Items from a dataset
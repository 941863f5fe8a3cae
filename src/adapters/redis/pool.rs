//! Lazily created Redis connection pool.

use crate::ports::bus::BusError;
use deadpool_redis::{Config, Connection, Pool, Runtime};
use std::sync::atomic::{AtomicBool, Ordering};
use tokio::sync::OnceCell;

/// Pool that is only built on first use, so an unreachable or misconfigured
/// Redis at start-up surfaces as per-call errors instead of a crash.
pub struct RedisPool {
    url: String,
    pool: OnceCell<Pool>,
    closed: AtomicBool,
}

impl RedisPool {
    pub fn new(redis_url: impl Into<String>) -> Self {
        Self {
            url: redis_url.into(),
            pool: OnceCell::new(),
            closed: AtomicBool::new(false),
        }
    }

    pub(super) async fn connection(&self) -> Result<Connection, BusError> {
        if self.closed.load(Ordering::SeqCst) {
            return Err(BusError::Closed);
        }
        let pool = self
            .pool
            .get_or_try_init(|| async {
                Config::from_url(self.url.as_str()).create_pool(Some(Runtime::Tokio1))
            })
            .await?;
        Ok(pool.get().await?)
    }

    pub(super) fn close(&self) {
        self.closed.store(true, Ordering::SeqCst);
        if let Some(pool) = self.pool.get() {
            pool.close();
        }
    }
}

EXERCISE: Retype exactly the lines from the first line of the records above through the line containing "pub(super) fn close(&self)", both included, and nothing else.

EXERCISE RESPONSE:
repository 941863f5fe8a3cae
filename src/adapters/redis/pool.rs
//! Lazily created Redis connection pool.

use crate::ports::bus::BusError;
use deadpool_redis::{Config, Connection, Pool, Runtime};
use std::sync::atomic::{AtomicBool, Ordering};
use tokio::sync::OnceCell;

/// Pool that is only built on first use, so an unreachable or misconfigured
/// Redis at start-up surfaces as per-call errors instead of a crash.
pub struct RedisPool {
    url: String,
    pool: OnceCell<Pool>,
    closed: AtomicBool,
}

impl RedisPool {
    pub fn new(redis_url: impl Into<String>) -> Self {
        Self {
            url: redis_url.into(),
            pool: OnceCell::new(),
            closed: AtomicBool::new(false),
        }
    }

    pub(super) async fn connection(&self) -> Result<Connection, BusError> {
        if self.closed.load(Ordering::SeqCst) {
            return Err(BusError::Closed);
        }
        let pool = self
            .pool
            .get_or_try_init(|| async {
                Config::from_url(self.url.as_str()).create_pool(Some(Runtime::Tokio1))
            })
            .await?;
        Ok(pool.get().await?)
    }

    pub(super) fn close(&self) {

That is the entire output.